What to work on: Search the entries for the word "placed" and return every line where it is found.

========================================

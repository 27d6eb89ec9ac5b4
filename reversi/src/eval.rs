use crate::{Board, Cell, Color, BOARD_HEIGHT, BOARD_WIDTH, CELL_COUNT};

/// With 5 or fewer empty cells left, only the disc count matters.
const ENDGAME_THRESHOLD: u32 = CELL_COUNT - 5;

/// Positional weights for discs that are hard to flip back.
///
/// Indexed `[row][col]`, i.e. transposed relative to the board's
/// `(col, row)` indexing. Corners and edges are safe, the ring one step
/// inside them is a liability.
const STABILITY_WEIGHTS: [[i32; BOARD_WIDTH]; BOARD_HEIGHT] = [
    [4, -3, 2, 2, 2, 2, 2, -3, 4],
    [-3, -4, -1, -1, -1, -1, -1, -4, -3],
    [2, -1, 1, 0, 1, 0, 1, -1, 2],
    [2, -1, 0, 1, 0, 1, 0, -1, 2],
    [2, -1, 1, 0, 1, 0, 1, -1, 2],
    [-3, -4, -1, -1, -1, -1, -1, -4, -3],
    [4, -3, 2, 2, 2, 2, 2, -3, 4],
];

/// Corner and edge placement weights, same `[row][col]` indexing as
/// [`STABILITY_WEIGHTS`] but with much larger corner magnitudes.
const CORNER_EDGE_WEIGHTS: [[i32; BOARD_WIDTH]; BOARD_HEIGHT] = [
    [20, -15, 2, 2, 2, 2, 2, -15, 20],
    [-15, -20, 1, 1, 1, 1, 1, -20, -15],
    [2, 1, 1, 1, 1, 1, 1, 1, 2],
    [2, 1, 1, 1, 1, 1, 1, 1, 2],
    [2, 1, 1, 1, 1, 1, 1, 1, 2],
    [-15, -20, 1, 1, 1, 1, 1, -20, -15],
    [20, -15, 2, 2, 2, 2, 2, -15, 20],
];

/// Scores `board` from `color`'s perspective.
///
/// Five positional features, each folded through the same [`dominance`]
/// combinator. In the endgame (58 or more discs placed) everything collapses
/// to the disc count alone; before that, greedily grabbing discs is
/// penalized while mobility and positional control are rewarded.
pub fn evaluate(board: &Board, color: Color) -> i32 {
    let tokens = token_differential(board, color);
    let (white, black) = board.score();
    if white + black >= ENDGAME_THRESHOLD {
        return 15 * tokens;
    }
    let stability = pattern_feature(board, color, &STABILITY_WEIGHTS);
    let placement = pattern_feature(board, color, &CORNER_EDGE_WEIGHTS);
    let current_mobility = current_mobility(board, color);
    let potential_mobility = potential_mobility(board, color);
    -3 * tokens
        + 10 * placement
        + 7 * potential_mobility
        + 15 * current_mobility
        + 10 * stability
}

/// The asymmetric feature combinator: the evaluated color's raw value `m` if
/// it is at least the opponent's `n`, otherwise `-n`. Not the same thing as
/// `m - n`.
fn dominance(m: i32, n: i32) -> i32 {
    if m >= n {
        m
    } else {
        -n
    }
}

/// Folds a white-valued and a black-valued raw feature into the score for
/// `color`.
fn oriented(color: Color, white_value: i32, black_value: i32) -> i32 {
    match color {
        Color::White => dominance(white_value, black_value),
        Color::Black => dominance(black_value, white_value),
    }
}

fn token_differential(board: &Board, color: Color) -> i32 {
    let (white, black) = board.score();
    oriented(color, white as i32, black as i32)
}

/// Sums `weights` over each color's discs, then combines for `color`.
fn pattern_feature(
    board: &Board,
    color: Color,
    weights: &[[i32; BOARD_WIDTH]; BOARD_HEIGHT],
) -> i32 {
    let mut white_value = 0;
    let mut black_value = 0;
    for col in 0..BOARD_WIDTH {
        for row in 0..BOARD_HEIGHT {
            match board.cell_at(col, row) {
                Cell::White => white_value += weights[row][col],
                Cell::Black => black_value += weights[row][col],
                Cell::Empty => {}
            }
        }
    }
    oriented(color, white_value, black_value)
}

fn current_mobility(board: &Board, color: Color) -> i32 {
    let white_moves = board.legal_moves(Color::White).len() as i32;
    let black_moves = board.legal_moves(Color::Black).len() as i32;
    oriented(color, white_moves, black_moves)
}

/// Frontier squares: for each color, the number of empty cells orthogonally
/// adjacent to *opponent* discs. Diagonal neighbors do not count.
fn potential_mobility(board: &Board, color: Color) -> i32 {
    let mut white_value = 0;
    let mut black_value = 0;
    for col in 0..BOARD_WIDTH {
        for row in 0..BOARD_HEIGHT {
            match board.cell_at(col, row) {
                // Empty cells next to black discs are white's potential.
                Cell::Black => white_value += adjacent_empty_cells(board, col, row),
                Cell::White => black_value += adjacent_empty_cells(board, col, row),
                Cell::Empty => {}
            }
        }
    }
    oriented(color, white_value, black_value)
}

fn adjacent_empty_cells(board: &Board, col: usize, row: usize) -> i32 {
    let mut count = 0;
    if col > 0 && board.cell_at(col - 1, row) == Cell::Empty {
        count += 1;
    }
    if col + 1 < BOARD_WIDTH && board.cell_at(col + 1, row) == Cell::Empty {
        count += 1;
    }
    if row > 0 && board.cell_at(col, row - 1) == Cell::Empty {
        count += 1;
    }
    if row + 1 < BOARD_HEIGHT && board.cell_at(col, row + 1) == Cell::Empty {
        count += 1;
    }
    count
}

#[cfg(test)]
mod tests {
    use quickcheck::quickcheck;

    use super::*;
    use crate::arbitrary::ReachableBoard;

    quickcheck! {
        fn read_only_queries_are_idempotent(rb: ReachableBoard, color: Color) -> bool {
            evaluate(&rb.0, color) == evaluate(&rb.0, color)
                && rb.0.legal_moves(color) == rb.0.legal_moves(color)
        }
    }

    #[test]
    fn dominance_is_not_a_difference() {
        assert_eq!(dominance(5, 3), 5);
        assert_eq!(dominance(3, 5), -5);
        assert_eq!(dominance(4, 4), 4);
        assert_eq!(dominance(0, 0), 0);
    }

    #[test]
    fn initial_position_feature_mix() {
        // tokens 2 vs 2, placement 2 vs 2, both mobilities 4 vs 4; only
        // stability differs (white 2, black 0), worth ±20 after weighting.
        let board = Board::new();
        assert_eq!(evaluate(&board, Color::White), 122);
        assert_eq!(evaluate(&board, Color::Black), 82);
    }

    #[test]
    fn endgame_counts_discs_only() {
        // 51 white, 7 black, 5 empty cells: 58 discs put us in the endgame.
        let mut cells = [[Cell::White; BOARD_HEIGHT]; BOARD_WIDTH];
        for row in 0..5 {
            cells[0][row] = Cell::Empty;
        }
        for row in 0..BOARD_HEIGHT {
            cells[8][row] = Cell::Black;
        }
        let board = Board::from_cells(cells);
        assert_eq!(board.score(), (51, 7));
        assert_eq!(evaluate(&board, Color::White), 15 * 51);
        assert_eq!(evaluate(&board, Color::Black), 15 * -51);
    }

    #[test]
    fn one_disc_short_of_the_endgame_uses_all_features() {
        // 57 discs placed: still mid-game, so the token term is negative.
        let mut cells = [[Cell::White; BOARD_HEIGHT]; BOARD_WIDTH];
        for row in 0..6 {
            cells[0][row] = Cell::Empty;
        }
        for row in 0..BOARD_HEIGHT {
            cells[8][row] = Cell::Black;
        }
        let board = Board::from_cells(cells);
        assert_eq!(board.score(), (50, 7));
        assert_ne!(evaluate(&board, Color::White), 15 * 50);
    }
}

========================================

Result for this exercise:
/// combinator. In the endgame (58 or more discs placed) everything collapses
        // 57 discs placed: still mid-game, so the token term is negative.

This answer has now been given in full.